◆ Your instructions ◆
Your answer is the lines below, exactly, from the one that contains "Hash, Serialize, Deserialize)]" through the one that contains "them in memory.", both included.

Saved data entries:
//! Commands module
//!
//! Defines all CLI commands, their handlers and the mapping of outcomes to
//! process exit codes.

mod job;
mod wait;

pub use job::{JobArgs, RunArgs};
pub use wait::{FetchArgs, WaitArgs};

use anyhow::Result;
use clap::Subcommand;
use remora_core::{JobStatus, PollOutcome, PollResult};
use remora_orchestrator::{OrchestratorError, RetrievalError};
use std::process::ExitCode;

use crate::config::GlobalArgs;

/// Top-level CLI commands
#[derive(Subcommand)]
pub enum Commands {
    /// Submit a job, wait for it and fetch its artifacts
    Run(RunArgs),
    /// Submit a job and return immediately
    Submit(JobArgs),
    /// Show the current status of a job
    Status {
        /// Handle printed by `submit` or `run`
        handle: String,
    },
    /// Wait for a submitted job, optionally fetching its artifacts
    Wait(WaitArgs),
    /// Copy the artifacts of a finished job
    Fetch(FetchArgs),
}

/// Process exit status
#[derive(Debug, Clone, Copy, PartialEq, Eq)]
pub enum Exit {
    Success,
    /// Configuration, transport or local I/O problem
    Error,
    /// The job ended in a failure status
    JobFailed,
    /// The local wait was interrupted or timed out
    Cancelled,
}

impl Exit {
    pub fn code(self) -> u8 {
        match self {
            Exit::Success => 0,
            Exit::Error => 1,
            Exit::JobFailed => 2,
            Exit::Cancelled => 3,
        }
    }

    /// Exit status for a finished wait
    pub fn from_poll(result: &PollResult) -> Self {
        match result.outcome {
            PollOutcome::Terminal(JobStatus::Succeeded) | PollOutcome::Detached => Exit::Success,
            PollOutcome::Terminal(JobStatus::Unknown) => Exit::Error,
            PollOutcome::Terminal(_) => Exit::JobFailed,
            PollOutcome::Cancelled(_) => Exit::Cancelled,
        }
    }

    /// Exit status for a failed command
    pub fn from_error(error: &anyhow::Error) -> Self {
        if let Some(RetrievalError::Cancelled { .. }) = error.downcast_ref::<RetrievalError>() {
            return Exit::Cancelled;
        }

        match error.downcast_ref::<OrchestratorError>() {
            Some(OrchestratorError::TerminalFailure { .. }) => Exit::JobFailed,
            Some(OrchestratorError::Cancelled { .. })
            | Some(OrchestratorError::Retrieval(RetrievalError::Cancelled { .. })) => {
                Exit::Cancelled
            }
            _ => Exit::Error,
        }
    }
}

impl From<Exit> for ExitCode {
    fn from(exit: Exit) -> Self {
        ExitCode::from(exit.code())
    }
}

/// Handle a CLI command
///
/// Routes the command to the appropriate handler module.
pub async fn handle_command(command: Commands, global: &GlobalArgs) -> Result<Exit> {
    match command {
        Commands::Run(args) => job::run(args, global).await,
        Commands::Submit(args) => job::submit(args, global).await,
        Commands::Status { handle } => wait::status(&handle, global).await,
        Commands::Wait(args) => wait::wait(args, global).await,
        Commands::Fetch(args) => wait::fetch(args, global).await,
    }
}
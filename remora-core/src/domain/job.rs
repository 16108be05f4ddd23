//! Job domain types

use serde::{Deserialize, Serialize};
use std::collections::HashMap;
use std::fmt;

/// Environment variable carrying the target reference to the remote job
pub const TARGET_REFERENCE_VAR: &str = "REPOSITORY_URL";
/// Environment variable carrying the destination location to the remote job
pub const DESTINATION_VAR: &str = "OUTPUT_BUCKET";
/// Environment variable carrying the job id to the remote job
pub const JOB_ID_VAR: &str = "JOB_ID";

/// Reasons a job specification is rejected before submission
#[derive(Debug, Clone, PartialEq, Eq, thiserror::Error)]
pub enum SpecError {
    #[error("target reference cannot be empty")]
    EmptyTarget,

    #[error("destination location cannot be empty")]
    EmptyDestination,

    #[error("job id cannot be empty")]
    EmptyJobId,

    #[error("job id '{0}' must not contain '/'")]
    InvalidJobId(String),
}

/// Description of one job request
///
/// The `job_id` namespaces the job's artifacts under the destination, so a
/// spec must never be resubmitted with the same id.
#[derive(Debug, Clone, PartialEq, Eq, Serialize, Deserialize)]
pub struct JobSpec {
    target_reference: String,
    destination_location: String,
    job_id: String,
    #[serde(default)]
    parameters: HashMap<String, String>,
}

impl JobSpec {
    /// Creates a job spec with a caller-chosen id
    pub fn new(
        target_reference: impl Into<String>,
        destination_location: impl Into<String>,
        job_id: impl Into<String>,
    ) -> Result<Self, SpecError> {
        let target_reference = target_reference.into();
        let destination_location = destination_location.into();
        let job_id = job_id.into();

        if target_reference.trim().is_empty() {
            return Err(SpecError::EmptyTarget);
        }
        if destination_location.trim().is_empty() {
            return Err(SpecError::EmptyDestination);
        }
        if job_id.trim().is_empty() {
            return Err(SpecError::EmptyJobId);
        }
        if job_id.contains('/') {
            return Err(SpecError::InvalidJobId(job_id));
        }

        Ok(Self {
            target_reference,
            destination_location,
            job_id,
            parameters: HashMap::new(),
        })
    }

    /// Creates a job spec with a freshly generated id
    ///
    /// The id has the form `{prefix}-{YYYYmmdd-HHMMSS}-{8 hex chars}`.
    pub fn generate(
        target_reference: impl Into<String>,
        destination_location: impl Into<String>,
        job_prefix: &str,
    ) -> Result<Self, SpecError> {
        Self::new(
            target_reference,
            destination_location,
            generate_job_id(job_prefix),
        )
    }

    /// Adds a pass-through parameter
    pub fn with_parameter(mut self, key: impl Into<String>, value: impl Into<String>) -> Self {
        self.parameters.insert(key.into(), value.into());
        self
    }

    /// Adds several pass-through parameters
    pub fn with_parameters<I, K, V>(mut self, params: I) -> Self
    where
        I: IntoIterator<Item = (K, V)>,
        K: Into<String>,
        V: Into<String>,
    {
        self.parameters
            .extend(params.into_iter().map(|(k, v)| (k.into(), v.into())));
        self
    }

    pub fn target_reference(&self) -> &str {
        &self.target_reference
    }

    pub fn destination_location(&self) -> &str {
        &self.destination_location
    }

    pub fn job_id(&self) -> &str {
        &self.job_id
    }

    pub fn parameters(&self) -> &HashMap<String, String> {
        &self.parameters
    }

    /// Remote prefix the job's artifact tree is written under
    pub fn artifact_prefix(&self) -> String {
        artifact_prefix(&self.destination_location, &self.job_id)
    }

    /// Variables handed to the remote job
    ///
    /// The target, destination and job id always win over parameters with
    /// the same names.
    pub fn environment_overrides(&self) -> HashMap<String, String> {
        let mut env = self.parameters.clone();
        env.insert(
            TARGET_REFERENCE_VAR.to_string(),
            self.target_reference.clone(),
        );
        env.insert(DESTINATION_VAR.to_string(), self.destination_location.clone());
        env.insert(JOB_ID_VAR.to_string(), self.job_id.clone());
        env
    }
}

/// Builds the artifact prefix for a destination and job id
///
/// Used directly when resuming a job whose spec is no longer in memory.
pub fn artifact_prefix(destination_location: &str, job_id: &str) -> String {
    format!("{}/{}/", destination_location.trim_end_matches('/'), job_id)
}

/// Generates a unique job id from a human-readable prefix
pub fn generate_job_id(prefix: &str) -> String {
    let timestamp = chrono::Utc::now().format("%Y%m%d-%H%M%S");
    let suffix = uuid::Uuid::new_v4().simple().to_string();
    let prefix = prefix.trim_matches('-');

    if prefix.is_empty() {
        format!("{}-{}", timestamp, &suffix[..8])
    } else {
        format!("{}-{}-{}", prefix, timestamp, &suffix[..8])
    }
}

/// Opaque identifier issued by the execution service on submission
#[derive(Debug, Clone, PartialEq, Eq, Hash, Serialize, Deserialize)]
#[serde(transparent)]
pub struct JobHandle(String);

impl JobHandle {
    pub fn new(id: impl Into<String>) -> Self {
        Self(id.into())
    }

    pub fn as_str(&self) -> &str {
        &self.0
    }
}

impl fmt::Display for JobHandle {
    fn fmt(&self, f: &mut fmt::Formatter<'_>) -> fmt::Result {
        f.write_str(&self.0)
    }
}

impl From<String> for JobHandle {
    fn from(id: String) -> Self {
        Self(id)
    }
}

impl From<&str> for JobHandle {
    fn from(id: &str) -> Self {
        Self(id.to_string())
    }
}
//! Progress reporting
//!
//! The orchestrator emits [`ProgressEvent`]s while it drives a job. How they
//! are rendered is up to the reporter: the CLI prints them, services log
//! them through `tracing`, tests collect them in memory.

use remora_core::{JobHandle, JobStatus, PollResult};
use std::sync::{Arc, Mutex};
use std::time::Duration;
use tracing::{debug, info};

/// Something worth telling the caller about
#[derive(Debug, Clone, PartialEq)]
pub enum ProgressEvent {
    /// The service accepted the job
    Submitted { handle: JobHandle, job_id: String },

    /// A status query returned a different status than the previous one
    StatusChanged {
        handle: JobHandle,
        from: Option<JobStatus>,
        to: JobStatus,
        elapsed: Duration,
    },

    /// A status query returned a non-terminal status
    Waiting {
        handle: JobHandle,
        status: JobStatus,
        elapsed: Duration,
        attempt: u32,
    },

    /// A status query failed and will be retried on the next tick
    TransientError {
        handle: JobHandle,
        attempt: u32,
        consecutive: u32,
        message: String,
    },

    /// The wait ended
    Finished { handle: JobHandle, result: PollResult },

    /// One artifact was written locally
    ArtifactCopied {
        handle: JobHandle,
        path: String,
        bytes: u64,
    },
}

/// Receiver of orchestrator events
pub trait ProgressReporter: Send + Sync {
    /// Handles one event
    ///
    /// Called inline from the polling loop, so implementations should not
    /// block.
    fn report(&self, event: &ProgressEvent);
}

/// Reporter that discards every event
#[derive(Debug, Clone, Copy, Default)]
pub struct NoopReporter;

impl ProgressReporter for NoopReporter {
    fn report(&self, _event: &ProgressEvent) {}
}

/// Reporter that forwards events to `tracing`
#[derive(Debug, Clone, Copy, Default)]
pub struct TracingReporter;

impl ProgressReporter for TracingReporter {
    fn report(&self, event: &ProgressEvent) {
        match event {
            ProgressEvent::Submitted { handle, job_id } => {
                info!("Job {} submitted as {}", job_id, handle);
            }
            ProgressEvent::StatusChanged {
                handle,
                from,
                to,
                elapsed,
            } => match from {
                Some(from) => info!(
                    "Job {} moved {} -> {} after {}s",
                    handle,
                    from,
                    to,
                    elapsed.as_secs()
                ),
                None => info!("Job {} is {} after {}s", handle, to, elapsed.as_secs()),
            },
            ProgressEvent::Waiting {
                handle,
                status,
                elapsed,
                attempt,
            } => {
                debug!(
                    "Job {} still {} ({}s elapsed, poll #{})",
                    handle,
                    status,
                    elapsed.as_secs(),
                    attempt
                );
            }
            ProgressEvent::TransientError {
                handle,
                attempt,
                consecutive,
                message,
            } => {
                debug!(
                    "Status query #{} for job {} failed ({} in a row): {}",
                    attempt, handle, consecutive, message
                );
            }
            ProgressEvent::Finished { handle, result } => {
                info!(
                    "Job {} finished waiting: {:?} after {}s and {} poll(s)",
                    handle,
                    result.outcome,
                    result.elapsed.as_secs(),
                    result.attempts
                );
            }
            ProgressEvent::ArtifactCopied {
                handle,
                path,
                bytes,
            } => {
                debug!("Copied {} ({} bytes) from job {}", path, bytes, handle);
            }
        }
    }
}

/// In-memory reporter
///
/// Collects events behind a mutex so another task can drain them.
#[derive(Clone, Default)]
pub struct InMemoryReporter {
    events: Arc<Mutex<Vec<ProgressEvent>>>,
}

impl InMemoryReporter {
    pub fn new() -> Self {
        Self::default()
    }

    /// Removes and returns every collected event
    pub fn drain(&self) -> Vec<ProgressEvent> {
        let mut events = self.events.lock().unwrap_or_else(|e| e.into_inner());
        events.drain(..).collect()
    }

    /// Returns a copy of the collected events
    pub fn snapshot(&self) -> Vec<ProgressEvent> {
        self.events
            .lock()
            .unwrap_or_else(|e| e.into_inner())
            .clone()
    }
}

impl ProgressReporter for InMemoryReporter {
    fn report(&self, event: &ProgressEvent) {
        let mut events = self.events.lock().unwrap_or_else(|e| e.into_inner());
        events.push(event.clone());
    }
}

◆ Answer area ◆
#[derive(Debug, Clone, PartialEq, Eq, Hash, Serialize, Deserialize)]
#[serde(transparent)]
pub struct JobHandle(String);

impl JobHandle {
    pub fn new(id: impl Into<String>) -> Self {
        Self(id.into())
    }

    pub fn as_str(&self) -> &str {
        &self.0
    }
}

impl fmt::Display for JobHandle {
    fn fmt(&self, f: &mut fmt::Formatter<'_>) -> fmt::Result {
        f.write_str(&self.0)
    }
}

impl From<String> for JobHandle {
    fn from(id: String) -> Self {
        Self(id)
    }
}

impl From<&str> for JobHandle {
    fn from(id: &str) -> Self {
        Self(id.to_string())
    }
}
//! Progress reporting
//!
//! The orchestrator emits [`ProgressEvent`]s while it drives a job. How they
//! are rendered is up to the reporter: the CLI prints them, services log
//! them through `tracing`, tests collect them in memory.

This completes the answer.